WORK REQUIRED - Scan the entries below and extract each line with the word "pixmap" in it.

RECORDED INFORMATION -
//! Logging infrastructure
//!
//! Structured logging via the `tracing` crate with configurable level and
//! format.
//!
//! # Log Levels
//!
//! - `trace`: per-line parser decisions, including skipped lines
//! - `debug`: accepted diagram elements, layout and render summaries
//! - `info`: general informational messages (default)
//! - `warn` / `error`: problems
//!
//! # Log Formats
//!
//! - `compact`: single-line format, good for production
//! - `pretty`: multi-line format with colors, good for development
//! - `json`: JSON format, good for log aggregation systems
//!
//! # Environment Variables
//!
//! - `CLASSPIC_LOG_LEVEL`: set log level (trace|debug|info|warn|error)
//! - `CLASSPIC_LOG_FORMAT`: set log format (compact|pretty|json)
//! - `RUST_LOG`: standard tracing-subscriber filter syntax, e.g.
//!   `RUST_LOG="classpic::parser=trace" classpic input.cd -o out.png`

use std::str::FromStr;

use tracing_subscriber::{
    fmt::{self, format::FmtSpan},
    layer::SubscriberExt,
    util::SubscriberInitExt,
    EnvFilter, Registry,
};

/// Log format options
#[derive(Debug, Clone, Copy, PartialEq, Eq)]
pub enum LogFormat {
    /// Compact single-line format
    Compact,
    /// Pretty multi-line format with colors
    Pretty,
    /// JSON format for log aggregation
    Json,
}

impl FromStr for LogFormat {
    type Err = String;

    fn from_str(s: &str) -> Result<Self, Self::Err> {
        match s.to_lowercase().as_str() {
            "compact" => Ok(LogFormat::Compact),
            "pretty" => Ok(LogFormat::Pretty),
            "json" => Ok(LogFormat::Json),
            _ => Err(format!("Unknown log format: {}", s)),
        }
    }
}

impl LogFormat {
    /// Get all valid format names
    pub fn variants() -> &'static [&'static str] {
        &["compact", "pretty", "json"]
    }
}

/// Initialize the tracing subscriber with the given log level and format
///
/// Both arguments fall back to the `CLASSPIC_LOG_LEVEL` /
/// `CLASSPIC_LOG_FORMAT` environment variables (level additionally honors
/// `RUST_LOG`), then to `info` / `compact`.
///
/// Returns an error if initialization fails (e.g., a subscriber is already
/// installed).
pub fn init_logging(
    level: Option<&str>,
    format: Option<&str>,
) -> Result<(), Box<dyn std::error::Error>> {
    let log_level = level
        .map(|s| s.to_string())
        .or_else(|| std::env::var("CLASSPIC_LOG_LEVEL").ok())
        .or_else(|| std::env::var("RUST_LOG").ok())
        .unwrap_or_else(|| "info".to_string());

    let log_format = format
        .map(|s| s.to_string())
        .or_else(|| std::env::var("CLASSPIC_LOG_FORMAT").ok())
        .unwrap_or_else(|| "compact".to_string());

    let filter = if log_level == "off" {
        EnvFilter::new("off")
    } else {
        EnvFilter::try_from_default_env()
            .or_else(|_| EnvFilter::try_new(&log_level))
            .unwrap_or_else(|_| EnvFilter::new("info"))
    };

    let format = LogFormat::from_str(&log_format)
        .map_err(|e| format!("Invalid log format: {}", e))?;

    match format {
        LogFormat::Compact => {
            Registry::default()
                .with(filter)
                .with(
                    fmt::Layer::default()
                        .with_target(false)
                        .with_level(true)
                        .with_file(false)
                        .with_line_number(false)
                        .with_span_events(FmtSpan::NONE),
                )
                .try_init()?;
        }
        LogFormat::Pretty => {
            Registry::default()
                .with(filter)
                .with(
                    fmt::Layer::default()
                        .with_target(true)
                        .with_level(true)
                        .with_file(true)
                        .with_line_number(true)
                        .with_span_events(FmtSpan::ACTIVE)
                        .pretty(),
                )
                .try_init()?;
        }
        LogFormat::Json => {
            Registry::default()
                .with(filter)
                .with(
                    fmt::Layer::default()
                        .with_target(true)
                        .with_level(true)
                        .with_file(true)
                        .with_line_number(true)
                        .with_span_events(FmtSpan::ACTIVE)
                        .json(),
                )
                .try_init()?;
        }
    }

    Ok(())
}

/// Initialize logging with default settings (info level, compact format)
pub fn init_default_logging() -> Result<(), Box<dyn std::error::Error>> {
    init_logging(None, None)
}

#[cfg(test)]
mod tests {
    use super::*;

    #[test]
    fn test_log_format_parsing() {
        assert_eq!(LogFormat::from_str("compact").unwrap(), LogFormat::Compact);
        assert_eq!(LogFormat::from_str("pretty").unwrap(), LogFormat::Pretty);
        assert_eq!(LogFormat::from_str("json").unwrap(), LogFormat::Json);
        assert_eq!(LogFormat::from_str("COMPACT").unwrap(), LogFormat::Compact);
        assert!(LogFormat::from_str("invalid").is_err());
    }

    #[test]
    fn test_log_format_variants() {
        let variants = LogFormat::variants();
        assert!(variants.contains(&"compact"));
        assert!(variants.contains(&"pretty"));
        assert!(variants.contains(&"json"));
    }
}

---

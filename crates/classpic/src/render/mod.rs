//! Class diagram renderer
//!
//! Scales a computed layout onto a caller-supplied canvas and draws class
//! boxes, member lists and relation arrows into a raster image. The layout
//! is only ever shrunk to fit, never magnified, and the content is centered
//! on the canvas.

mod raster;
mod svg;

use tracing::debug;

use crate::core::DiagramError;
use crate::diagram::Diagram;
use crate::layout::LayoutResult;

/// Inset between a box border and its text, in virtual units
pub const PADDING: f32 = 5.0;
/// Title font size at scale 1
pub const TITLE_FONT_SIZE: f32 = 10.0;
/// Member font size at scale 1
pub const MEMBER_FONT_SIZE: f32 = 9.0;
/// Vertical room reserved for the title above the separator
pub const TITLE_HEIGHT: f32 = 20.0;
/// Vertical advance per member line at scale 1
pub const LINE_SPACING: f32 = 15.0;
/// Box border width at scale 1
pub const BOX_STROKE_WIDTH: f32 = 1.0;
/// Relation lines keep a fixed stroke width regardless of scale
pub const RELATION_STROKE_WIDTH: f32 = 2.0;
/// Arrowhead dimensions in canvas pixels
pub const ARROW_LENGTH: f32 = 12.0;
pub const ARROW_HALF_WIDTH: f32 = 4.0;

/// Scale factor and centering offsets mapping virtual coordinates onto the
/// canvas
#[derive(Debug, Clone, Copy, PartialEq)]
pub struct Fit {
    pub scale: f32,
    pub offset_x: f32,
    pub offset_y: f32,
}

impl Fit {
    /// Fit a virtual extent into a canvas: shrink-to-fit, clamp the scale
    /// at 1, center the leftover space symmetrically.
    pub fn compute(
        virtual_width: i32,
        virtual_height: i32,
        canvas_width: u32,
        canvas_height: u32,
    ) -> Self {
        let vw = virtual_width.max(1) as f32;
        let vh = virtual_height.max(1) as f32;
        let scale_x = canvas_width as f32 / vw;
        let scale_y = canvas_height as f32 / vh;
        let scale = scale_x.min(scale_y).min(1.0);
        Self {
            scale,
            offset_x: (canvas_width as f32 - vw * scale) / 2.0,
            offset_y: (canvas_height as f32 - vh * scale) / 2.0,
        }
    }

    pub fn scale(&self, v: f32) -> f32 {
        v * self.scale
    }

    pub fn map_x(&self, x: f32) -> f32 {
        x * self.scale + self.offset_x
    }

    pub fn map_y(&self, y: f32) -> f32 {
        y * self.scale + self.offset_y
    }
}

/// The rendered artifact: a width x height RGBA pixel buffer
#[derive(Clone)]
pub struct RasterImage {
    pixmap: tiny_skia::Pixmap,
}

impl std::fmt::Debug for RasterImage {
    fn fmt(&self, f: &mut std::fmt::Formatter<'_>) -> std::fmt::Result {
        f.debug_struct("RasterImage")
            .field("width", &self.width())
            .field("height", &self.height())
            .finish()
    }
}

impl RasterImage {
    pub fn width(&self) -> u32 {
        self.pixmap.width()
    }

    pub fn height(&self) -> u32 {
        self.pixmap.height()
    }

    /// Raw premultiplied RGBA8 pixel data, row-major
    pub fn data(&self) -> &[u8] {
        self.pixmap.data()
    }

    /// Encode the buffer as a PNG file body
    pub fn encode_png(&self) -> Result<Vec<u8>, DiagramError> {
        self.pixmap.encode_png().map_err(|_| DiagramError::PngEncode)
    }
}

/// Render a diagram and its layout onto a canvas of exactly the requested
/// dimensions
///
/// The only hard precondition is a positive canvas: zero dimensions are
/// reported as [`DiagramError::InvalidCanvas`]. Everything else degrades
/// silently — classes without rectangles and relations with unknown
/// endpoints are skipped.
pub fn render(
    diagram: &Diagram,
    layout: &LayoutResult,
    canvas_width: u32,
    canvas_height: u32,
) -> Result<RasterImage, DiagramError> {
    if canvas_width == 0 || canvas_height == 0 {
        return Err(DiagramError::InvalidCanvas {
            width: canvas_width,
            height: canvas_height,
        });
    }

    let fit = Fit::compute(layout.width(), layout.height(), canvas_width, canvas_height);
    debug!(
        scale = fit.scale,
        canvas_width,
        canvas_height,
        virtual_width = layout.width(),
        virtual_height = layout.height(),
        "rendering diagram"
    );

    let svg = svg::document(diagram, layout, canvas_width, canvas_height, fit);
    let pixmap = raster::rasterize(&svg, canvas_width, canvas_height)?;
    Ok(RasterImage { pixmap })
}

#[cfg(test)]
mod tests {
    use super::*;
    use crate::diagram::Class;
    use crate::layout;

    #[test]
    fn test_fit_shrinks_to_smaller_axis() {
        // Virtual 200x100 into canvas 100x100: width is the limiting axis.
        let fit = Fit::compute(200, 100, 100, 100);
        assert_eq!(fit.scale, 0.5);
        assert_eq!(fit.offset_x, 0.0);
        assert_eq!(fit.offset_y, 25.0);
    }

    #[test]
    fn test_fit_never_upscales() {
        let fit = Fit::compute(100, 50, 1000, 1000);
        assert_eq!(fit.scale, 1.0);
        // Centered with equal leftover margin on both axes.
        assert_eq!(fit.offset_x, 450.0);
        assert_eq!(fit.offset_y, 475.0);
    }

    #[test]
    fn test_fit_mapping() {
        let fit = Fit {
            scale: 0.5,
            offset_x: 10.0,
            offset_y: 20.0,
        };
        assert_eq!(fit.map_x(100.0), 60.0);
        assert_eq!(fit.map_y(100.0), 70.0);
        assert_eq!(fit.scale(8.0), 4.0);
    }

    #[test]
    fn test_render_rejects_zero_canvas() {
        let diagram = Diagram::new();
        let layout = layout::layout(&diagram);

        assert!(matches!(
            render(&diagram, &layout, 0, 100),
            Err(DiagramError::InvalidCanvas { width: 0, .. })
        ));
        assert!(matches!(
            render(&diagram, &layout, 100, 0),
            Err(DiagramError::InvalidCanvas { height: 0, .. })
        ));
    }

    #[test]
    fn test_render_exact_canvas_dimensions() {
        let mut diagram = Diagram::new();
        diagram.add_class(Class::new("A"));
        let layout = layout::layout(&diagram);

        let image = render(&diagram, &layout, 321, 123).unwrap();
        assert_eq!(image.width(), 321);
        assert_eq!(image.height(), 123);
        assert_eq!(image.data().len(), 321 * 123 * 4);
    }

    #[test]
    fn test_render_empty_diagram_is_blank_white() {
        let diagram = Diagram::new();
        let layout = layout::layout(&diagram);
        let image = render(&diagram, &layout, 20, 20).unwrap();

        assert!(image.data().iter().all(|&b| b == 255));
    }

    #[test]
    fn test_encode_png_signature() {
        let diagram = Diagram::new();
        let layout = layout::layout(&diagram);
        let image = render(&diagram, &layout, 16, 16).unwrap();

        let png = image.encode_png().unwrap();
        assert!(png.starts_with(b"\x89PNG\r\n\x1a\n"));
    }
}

* * *

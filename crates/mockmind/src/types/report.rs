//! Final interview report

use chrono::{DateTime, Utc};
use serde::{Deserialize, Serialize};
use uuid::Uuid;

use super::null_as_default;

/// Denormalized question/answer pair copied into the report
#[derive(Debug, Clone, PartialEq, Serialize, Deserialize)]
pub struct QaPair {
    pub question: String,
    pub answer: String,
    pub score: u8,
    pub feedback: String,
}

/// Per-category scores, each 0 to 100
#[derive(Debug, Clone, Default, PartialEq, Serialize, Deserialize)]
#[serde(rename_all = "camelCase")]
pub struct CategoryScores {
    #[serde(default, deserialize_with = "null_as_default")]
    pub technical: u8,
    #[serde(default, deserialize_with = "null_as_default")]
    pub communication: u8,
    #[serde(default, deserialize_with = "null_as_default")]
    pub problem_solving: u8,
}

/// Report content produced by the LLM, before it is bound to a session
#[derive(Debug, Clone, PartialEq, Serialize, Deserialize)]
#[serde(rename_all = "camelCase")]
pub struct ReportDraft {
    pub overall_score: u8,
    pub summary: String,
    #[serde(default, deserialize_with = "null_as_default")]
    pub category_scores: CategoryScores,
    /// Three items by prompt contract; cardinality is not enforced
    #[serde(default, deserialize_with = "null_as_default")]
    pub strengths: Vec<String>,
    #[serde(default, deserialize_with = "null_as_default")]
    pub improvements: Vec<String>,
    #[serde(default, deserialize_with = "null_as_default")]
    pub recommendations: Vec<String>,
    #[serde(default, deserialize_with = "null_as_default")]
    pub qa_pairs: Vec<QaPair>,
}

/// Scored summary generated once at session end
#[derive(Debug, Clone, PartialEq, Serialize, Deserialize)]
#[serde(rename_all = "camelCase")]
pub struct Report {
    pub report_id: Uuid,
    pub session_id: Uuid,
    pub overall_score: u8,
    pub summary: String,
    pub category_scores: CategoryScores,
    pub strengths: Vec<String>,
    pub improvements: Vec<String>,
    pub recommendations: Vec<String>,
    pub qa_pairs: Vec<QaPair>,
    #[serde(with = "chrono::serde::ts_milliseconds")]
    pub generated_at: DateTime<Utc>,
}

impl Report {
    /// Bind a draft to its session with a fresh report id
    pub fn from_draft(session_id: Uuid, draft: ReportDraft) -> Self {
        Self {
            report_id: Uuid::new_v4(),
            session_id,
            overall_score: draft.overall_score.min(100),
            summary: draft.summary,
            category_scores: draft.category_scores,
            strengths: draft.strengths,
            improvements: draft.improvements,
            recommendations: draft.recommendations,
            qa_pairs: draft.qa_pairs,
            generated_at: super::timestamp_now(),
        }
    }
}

TASK RESULT -
    pixmap: tiny_skia::Pixmap,
        self.pixmap.width()
        self.pixmap.height()
        self.pixmap.data()
        self.pixmap.encode_png().map_err(|_| DiagramError::PngEncode)
    let pixmap = raster::rasterize(&svg, canvas_width, canvas_height)?;
    Ok(RasterImage { pixmap })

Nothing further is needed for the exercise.